Segment Start: Records supplied

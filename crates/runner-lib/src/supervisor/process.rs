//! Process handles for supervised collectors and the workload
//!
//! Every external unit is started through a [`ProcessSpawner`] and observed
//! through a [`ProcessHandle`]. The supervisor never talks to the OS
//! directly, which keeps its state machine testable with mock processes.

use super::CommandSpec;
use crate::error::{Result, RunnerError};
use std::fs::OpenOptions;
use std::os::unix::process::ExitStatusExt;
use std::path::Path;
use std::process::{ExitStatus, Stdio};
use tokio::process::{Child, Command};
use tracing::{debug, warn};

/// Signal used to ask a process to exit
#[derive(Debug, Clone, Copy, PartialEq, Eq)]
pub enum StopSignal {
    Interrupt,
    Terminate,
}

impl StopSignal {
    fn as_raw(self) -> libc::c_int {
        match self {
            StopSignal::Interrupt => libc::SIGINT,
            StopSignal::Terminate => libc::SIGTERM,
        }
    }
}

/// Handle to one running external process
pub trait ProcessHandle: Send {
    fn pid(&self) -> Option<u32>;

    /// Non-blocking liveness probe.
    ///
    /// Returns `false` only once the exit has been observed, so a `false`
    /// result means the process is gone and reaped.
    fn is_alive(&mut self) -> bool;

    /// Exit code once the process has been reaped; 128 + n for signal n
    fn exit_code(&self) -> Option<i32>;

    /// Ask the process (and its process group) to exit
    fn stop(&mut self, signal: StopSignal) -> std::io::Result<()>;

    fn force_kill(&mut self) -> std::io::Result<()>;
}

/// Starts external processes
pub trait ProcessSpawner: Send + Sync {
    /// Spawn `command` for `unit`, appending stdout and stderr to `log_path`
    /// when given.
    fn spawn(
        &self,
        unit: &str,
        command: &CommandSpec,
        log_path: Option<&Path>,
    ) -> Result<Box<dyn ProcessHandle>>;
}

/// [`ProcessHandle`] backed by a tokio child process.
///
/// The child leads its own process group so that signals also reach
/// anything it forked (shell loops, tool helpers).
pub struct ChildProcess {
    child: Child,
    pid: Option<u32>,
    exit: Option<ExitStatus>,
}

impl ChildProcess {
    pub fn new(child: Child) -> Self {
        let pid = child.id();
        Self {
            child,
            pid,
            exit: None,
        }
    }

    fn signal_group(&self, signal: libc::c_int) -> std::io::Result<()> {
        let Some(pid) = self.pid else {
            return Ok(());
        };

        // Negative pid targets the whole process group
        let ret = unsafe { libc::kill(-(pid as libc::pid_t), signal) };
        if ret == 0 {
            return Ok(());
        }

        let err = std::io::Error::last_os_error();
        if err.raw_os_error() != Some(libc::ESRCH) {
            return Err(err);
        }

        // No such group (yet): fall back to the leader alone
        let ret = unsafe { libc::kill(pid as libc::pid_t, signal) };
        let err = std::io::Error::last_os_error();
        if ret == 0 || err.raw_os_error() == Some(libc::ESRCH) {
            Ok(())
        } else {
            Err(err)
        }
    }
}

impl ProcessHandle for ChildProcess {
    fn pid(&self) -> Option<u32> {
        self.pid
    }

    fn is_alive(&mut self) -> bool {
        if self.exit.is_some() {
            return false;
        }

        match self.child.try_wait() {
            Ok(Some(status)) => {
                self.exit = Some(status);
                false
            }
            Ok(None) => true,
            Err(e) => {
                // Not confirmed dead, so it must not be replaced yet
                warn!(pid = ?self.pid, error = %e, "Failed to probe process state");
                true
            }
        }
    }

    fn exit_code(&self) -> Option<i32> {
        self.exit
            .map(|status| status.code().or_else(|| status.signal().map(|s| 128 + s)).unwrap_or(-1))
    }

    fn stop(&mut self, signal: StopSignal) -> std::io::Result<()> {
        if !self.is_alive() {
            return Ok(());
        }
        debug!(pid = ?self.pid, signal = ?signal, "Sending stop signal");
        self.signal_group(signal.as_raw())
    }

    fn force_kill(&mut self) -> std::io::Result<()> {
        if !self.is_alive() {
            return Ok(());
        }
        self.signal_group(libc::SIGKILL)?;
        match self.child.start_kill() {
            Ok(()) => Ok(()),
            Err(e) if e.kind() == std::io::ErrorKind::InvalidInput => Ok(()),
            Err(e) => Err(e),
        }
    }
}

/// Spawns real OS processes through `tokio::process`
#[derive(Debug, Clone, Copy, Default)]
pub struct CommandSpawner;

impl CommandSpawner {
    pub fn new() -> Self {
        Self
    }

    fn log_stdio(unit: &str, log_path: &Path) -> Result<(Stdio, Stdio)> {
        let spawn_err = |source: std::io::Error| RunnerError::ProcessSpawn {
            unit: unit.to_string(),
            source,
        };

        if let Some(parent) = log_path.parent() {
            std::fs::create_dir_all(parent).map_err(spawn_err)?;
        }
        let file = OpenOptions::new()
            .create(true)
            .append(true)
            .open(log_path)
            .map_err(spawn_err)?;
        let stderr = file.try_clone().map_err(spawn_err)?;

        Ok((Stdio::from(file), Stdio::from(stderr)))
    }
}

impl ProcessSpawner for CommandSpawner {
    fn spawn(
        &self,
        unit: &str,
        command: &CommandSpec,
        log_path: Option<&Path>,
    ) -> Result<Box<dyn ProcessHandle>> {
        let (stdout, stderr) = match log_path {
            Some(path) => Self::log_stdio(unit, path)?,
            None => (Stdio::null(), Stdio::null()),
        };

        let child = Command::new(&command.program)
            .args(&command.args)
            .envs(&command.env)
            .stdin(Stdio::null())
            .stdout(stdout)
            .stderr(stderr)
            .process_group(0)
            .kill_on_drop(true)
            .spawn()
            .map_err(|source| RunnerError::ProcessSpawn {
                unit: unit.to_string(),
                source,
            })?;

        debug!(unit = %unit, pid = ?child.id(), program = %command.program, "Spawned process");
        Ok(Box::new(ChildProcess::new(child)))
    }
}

Segment End: Records supplied

Pick out every line above that contains the word "supervisor" and copy it.

filename crates/runner-lib/src/supervisor/process.rs
//! through a [`ProcessHandle`]. The supervisor never talks to the OS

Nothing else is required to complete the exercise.